Quiero

“Mira mi aflicción y mi trabajo y perdona todos mis pecados”(Salmo 25:18).

Los tiempos bíblicos no son los únicos en los que había lepra. Todavía hoy es una enfermedad común en muchos países, en especial los de clima templado, tropical y subtropical. Además de producir profundas úlceras y grandes bultos que causan graves deformidades, la lepra causa daños neurológicos en los brazos y las piernas. Las personas que hace tiempo están enfermas de lepra pueden perder manos y pies porque, cuando sufren una herida, no se percatan de ello.
El pecado es la lepra del alma. Si no recibe tratamiento, comenzamos a volvernos insensibles, tanto al mal como al bien. En otras palabras, el mal no parece tan repugnante y el bien no es tan atractivo. Nos adormecemos y perdemos la capacidad de sentir. Esta situación es más temible que cualquier en­fermedad.

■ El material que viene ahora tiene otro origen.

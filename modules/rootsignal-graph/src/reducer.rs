//! GraphProjector — pure projection of facts into Neo4j nodes and edges.
//!
//! Each event is either acted upon (MERGE/SET/DELETE) or ignored (no-op).
//! The projector never reads the graph, calls APIs, generates UUIDs, or uses wall-clock time.
//! It writes only factual values from event payloads — no embeddings, no diversity counts,
//! no cause_heat. Those are computed by enrichment passes after the projector runs.
//!
//! Idempotency: all writes use MERGE or conditional SET with the event's seq as a guard.
//! Replaying the same event twice produces the same graph state.

use anyhow::Result;
use chrono::{DateTime, Utc};
use neo4rs::query;
use tracing::{debug, warn};

use rootsignal_common::events::{
    AidCorrection, Event, GatheringCorrection, Location, NeedCorrection, NoticeCorrection,
    Schedule, SituationChange, SystemSourceChange, TensionCorrection,
    WorldEvent, SystemDecision,
};
use rootsignal_common::types::NodeType;
use rootsignal_events::StoredEvent;

use crate::GraphClient;

// ---------------------------------------------------------------------------
// GraphProjector
// ---------------------------------------------------------------------------

/// Pure projection of facts into Neo4j nodes and edges.
pub struct GraphProjector {
    client: GraphClient,
}

/// Result of applying a single event.
#[derive(Debug)]
pub enum ApplyResult {
    /// The event produced a graph mutation.
    Applied,
    /// The event was a no-op (observability, informational, or unknown type).
    NoOp,
    /// The event payload could not be deserialized.
    DeserializeError(String),
}
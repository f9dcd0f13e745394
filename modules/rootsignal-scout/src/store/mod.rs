pub mod event_sourced;

use std::sync::Arc;

use rootsignal_events::EventStore;
use rootsignal_graph::{GraphClient, GraphProjector, GraphStore};
use sqlx::PgPool;

use crate::core::engine::{build_engine, ScoutEngine, ScoutEngineDeps};
use crate::infra::embedder::{NoOpEmbedder, TextEmbedder};
use crate::traits::SignalReader;

/// Build the production SignalReader: read-only queries via Neo4j.
///
/// Pure assembly â€” no logic, no side effects.
pub fn build_signal_reader(graph_client: GraphClient) -> event_sourced::EventSourcedReader {
    event_sourced::EventSourcedReader::new(GraphStore::new(graph_client))
}

/// Factory for creating per-operation SignalReader instances.
///
/// Production: each call creates a new EventSourcedReader.
///
/// Tests: wraps a shared MockSignalReader via `fixed()`.
pub struct SignalReaderFactory {
    create_fn: Box<dyn Fn() -> Arc<dyn SignalReader> + Send + Sync>,
}

impl SignalReaderFactory {
    /// Production factory: each `create()` yields a new EventSourcedReader.
    pub fn new(graph_client: GraphClient) -> Self {
        Self {
            create_fn: Box::new(move || Arc::new(build_signal_reader(graph_client.clone()))),
        }
    }

    /// Wrap a fixed store instance. Every `create()` returns the same Arc.
    /// Useful for tests with MockSignalReader.
    pub fn fixed(store: Arc<dyn SignalReader>) -> Self {
        Self {
            create_fn: Box::new(move || store.clone()),
        }
    }

    /// Create a SignalReader for a single operation.
    pub fn create(&self) -> Arc<dyn SignalReader> {
        (self.create_fn)()
    }
}

/// Factory for creating per-operation engines.
///
/// Used by API mutations to dispatch `SourceDiscovered` through the engine
/// instead of calling `upsert_source` directly.
pub struct EngineFactory {
    create_fn: Box<dyn Fn() -> ScoutEngine + Send + Sync>,
}

impl EngineFactory {
    /// Production factory: each `create()` yields a new engine wired to Postgres + Neo4j.
    pub fn new(graph_client: GraphClient, pg_pool: PgPool) -> Self {
        Self {
            create_fn: Box::new(move || {
                let run_id = format!("api-{}", uuid::Uuid::new_v4());
                let event_store = EventStore::new(pg_pool.clone());
                let projector = GraphProjector::new(graph_client.clone());
                let store =
                    Arc::new(build_signal_reader(graph_client.clone())) as Arc<dyn SignalReader>;
                let embedder = Arc::new(NoOpEmbedder) as Arc<dyn TextEmbedder>;
                let mut deps = ScoutEngineDeps::new(store, embedder, run_id);
                deps.graph_client = Some(graph_client.clone());
                deps.graph_projector = Some(projector);
                deps.event_store = Some(event_store);
                build_engine(deps)
            }),
        }
    }

    /// Test factory: engine with no event store and no projector, mock store in deps.
    pub fn fixed(store: Arc<dyn SignalReader>) -> Self {
        Self {
            create_fn: Box::new(move || {
                let run_id = format!("test-{}", uuid::Uuid::new_v4());
                let embedder = Arc::new(NoOpEmbedder) as Arc<dyn TextEmbedder>;
                build_engine(ScoutEngineDeps::new(store.clone(), embedder, run_id))
            }),
        }
    }

    /// Create an engine for a single operation.
    pub fn create(&self) -> ScoutEngine {
        (self.create_fn)()
    }
}
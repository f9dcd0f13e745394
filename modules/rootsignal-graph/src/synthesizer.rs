use ai_client::claude::Claude;
use schemars::JsonSchema;
use serde::{Deserialize, Serialize};
use tracing::info;

use rootsignal_common::{ActionGuidance, StoryArc, StoryCategory, StorySynthesis};

/// LLM response schema for story synthesis.
#[derive(Debug, Clone, Serialize, Deserialize, JsonSchema)]
pub struct StorySynthesisResponse {
    /// A newspaper-quality headline (max 100 chars)
    pub headline: String,
    /// 2-4 sentence lede summarizing the story
    pub lede: String,
    /// 3-6 sentence narrative giving full context
    pub narrative: String,
    /// Guidance for specific audience roles
    pub action_guidance: Vec<ActionGuidanceResponse>,
    /// Key organizations/groups involved
    pub key_entities: Vec<String>,
    /// Story category
    pub category: String,
}

#[derive(Debug, Clone, Serialize, Deserialize, JsonSchema)]
pub struct ActionGuidanceResponse {
    /// 1-2 sentences of what someone can do
    pub guidance: String,
    /// URLs for taking action
    pub action_urls: Vec<String>,
}

/// Compute story arc from velocity, age, and previous arc. Pure function, no LLM.
///
/// When `was_fading` is true and new activity arrives (velocity > 0), the story
/// gets the `Resurgent` arc — editorially interesting because something that
/// died came back.
pub fn compute_arc(velocity: f64, age_days: f64, was_fading: bool) -> StoryArc {
    if was_fading && velocity > 0.0 {
        StoryArc::Resurgent
    } else if age_days < 7.0 {
        StoryArc::Emerging
    } else if velocity > 0.5 {
        StoryArc::Growing
    } else if velocity <= -0.3 {
        StoryArc::Fading
    } else {
        StoryArc::Stable
    }
}

fn parse_category(s: &str) -> StoryCategory {
    match s.to_lowercase().as_str() {
        "resource" => StoryCategory::Resource,
        "gathering" => StoryCategory::Gathering,
        "crisis" => StoryCategory::Crisis,
        "governance" => StoryCategory::Governance,
        "stewardship" => StoryCategory::Stewardship,
        _ => StoryCategory::Community,
    }
}

/// Signal metadata passed to the synthesizer.
pub struct SynthesisInput {
    pub title: String,
    pub summary: String,
    pub node_type: String,
    pub source_url: String,
    pub action_url: Option<String>,
}

pub struct Synthesizer {
    anthropic_api_key: String,
}

impl Synthesizer {
    pub fn new(anthropic_api_key: &str) -> Self {
        Self {
            anthropic_api_key: anthropic_api_key.to_string(),
        }
    }

    /// Synthesize a newspaper-quality story from its constituent signals.
    pub async fn synthesize(
        &self,
        headline: &str,
        signals: &[SynthesisInput],
        velocity: f64,
        age_days: f64,
    ) -> Result<StorySynthesis, Box<dyn std::error::Error + Send + Sync>> {
        self.synthesize_with_context(headline, signals, velocity, age_days, false, None)
            .await
    }

    /// Synthesize with additional context about story state.
    pub async fn synthesize_with_context(
        &self,
        headline: &str,
        signals: &[SynthesisInput],
        velocity: f64,
        age_days: f64,
        was_fading: bool,
        extra_context: Option<&str>,
    ) -> Result<StorySynthesis, Box<dyn std::error::Error + Send + Sync>> {
        let arc = compute_arc(velocity, age_days, was_fading);

        let signal_descriptions: Vec<String> = signals
            .iter()
            .take(20)
            .map(|s| {
                let source_part = if s.source_url.is_empty() {
                    String::new()
                } else {
                    format!(" (source: {})", s.source_url)
                };
                let action_part = s
                    .action_url
                    .as_deref()
                    .map(|u| format!(" (action: {u})"))
                    .unwrap_or_default();
                format!(
                    "- [{}] {}: {}{}{}",
                    s.node_type, s.title, s.summary, source_part, action_part
                )
            })
            .collect();

        let context_section = extra_context
            .map(|c| format!("\nEditorial context:\n{c}\n"))
            .unwrap_or_default();

        let prompt = format!(
            r#"You are writing for a community newspaper. This story cluster was originally headlined: "{headline}"
{context_section}
Constituent signals:
{signals}

Write a story synthesis as structured JSON. The synthesis should:
1. headline: A compelling, specific headline (max 100 chars). Avoid generic labels.
2. lede: 2-4 sentences capturing the essence — who, what, where, why it matters to community members.
3. narrative: 3-6 sentences giving fuller context. Connect the signals into a coherent story.
4. action_guidance: A list of specific actions someone can take. Include action_urls from the signals where applicable.
5. key_entities: Names of organizations, groups, or individuals mentioned across the signals.
6. category: One of: resource, gathering, crisis, governance, stewardship, community

Write for community members, not journalists. Be specific, not generic.
GROUNDING: Only include facts present in the signals above. Do not invent details, organizations, or events not mentioned. Use source URLs to verify claims."#,
            signals = signal_descriptions.join("\n"),
        );

        let claude = Claude::new(&self.anthropic_api_key, "claude-haiku-4-5-20251001");
        let response: StorySynthesisResponse = claude
            .extract(
                "claude-haiku-4-5-20251001",
                "You are a community newspaper editor. Produce structured JSON for story synthesis. Respond only with valid JSON matching the schema.",
                &prompt,
            )
            .await?;

        let category = parse_category(&response.category);

        let action_guidance: Vec<ActionGuidance> = response
            .action_guidance
            .into_iter()
            .map(|ag| ActionGuidance {
                guidance: ag.guidance,
                action_urls: ag.action_urls,
            })
            .collect();

        info!(
            headline = response.headline,
            category = %category,
            arc = %arc,
            entities = response.key_entities.len(),
            guidance_roles = action_guidance.len(),
            "Story synthesis complete"
        );

        Ok(StorySynthesis {
            headline: response.headline,
            lede: response.lede,
            narrative: response.narrative,
            action_guidance,
            key_entities: response.key_entities,
            category,
            arc,
        })
    }
}

#[cfg(test)]
mod tests {
    use super::*;

    #[test]
    fn test_compute_arc_emerging() {
        assert_eq!(compute_arc(0.0, 3.0, false), StoryArc::Emerging);
        assert_eq!(compute_arc(1.0, 6.0, false), StoryArc::Emerging);
    }

    #[test]
    fn test_compute_arc_growing() {
        assert_eq!(compute_arc(0.6, 10.0, false), StoryArc::Growing);
        assert_eq!(compute_arc(1.0, 30.0, false), StoryArc::Growing);
    }

    #[test]
    fn test_compute_arc_fading() {
        assert_eq!(compute_arc(-0.3, 10.0, false), StoryArc::Fading);
        assert_eq!(compute_arc(-1.0, 20.0, false), StoryArc::Fading);
    }

    #[test]
    fn test_compute_arc_stable() {
        assert_eq!(compute_arc(0.0, 10.0, false), StoryArc::Stable);
        assert_eq!(compute_arc(0.3, 14.0, false), StoryArc::Stable);
        assert_eq!(compute_arc(-0.2, 14.0, false), StoryArc::Stable);
    }

    #[test]
    fn test_compute_arc_resurgent() {
        // Was fading + positive velocity = resurgent
        assert_eq!(compute_arc(0.1, 20.0, true), StoryArc::Resurgent);
        assert_eq!(compute_arc(1.0, 30.0, true), StoryArc::Resurgent);
        // Was fading but no new activity = still fading
        assert_eq!(compute_arc(-0.5, 20.0, true), StoryArc::Fading);
        // Was fading, zero velocity = stable (not resurgent)
        assert_eq!(compute_arc(0.0, 20.0, true), StoryArc::Stable);
    }

    #[test]
    fn test_parse_category() {
        assert_eq!(parse_category("resource"), StoryCategory::Resource);
        assert_eq!(parse_category("CRISIS"), StoryCategory::Crisis);
        assert_eq!(parse_category("unknown"), StoryCategory::Community);
    }
}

Reconforta saber que podemos acercarnos a Jesús, el Gran Médico, sabiendo que, si quiere, puede purificarnos. No hay pecado, por grave que sea, que él no pueda perdonar. No hay tentación, por fuerte que sea, que sea invencible para su gracia.
Al acercarnos a Jesús es necesario que imploremos su piedad. No podemos exigirla como si de una deuda se tratase, sino como un favor: “Señor, si esa es tu voluntad, me echo a tus pies y, si perezco, que sea así”.
La respuesta de Cristo a la súplica del leproso estaba llena de ternura. Ex­tendiendo la mano, lo tocó. A pesar de que la lepra era una enfermedad temida y repugnante, Jesús lo tocó. Hasta este momento, nadie, ni siquiera su propia familia se habría atrevido a tocarlo. Tocar al leproso, a quien se le consideraba un pecador, equivalía a contaminarse. Pero Cristo quería demostrar que, cuando hablaba con los pecadores, él no corría el peligro de infectarse.
Jesús dijo al leproso: “Quiero. Sé limpio”. No le dijo: “Ve y lávate en el Jordán”; tampoco le sugirió una larga y tediosa terapia; sencillamente, dijo una palabra, lo tocó y el hombre quedó sanado. Jesús está dispuesto a darnos la ayuda necesaria. Cristo es un Médico al que no es necesario buscar porque siempre está ahí. No es necesario insistirle porque, al hablarle, escucha. Y tampoco es necesario pagar por sus servicios, porque sana gratuitamente. Pidámosle que nos sane.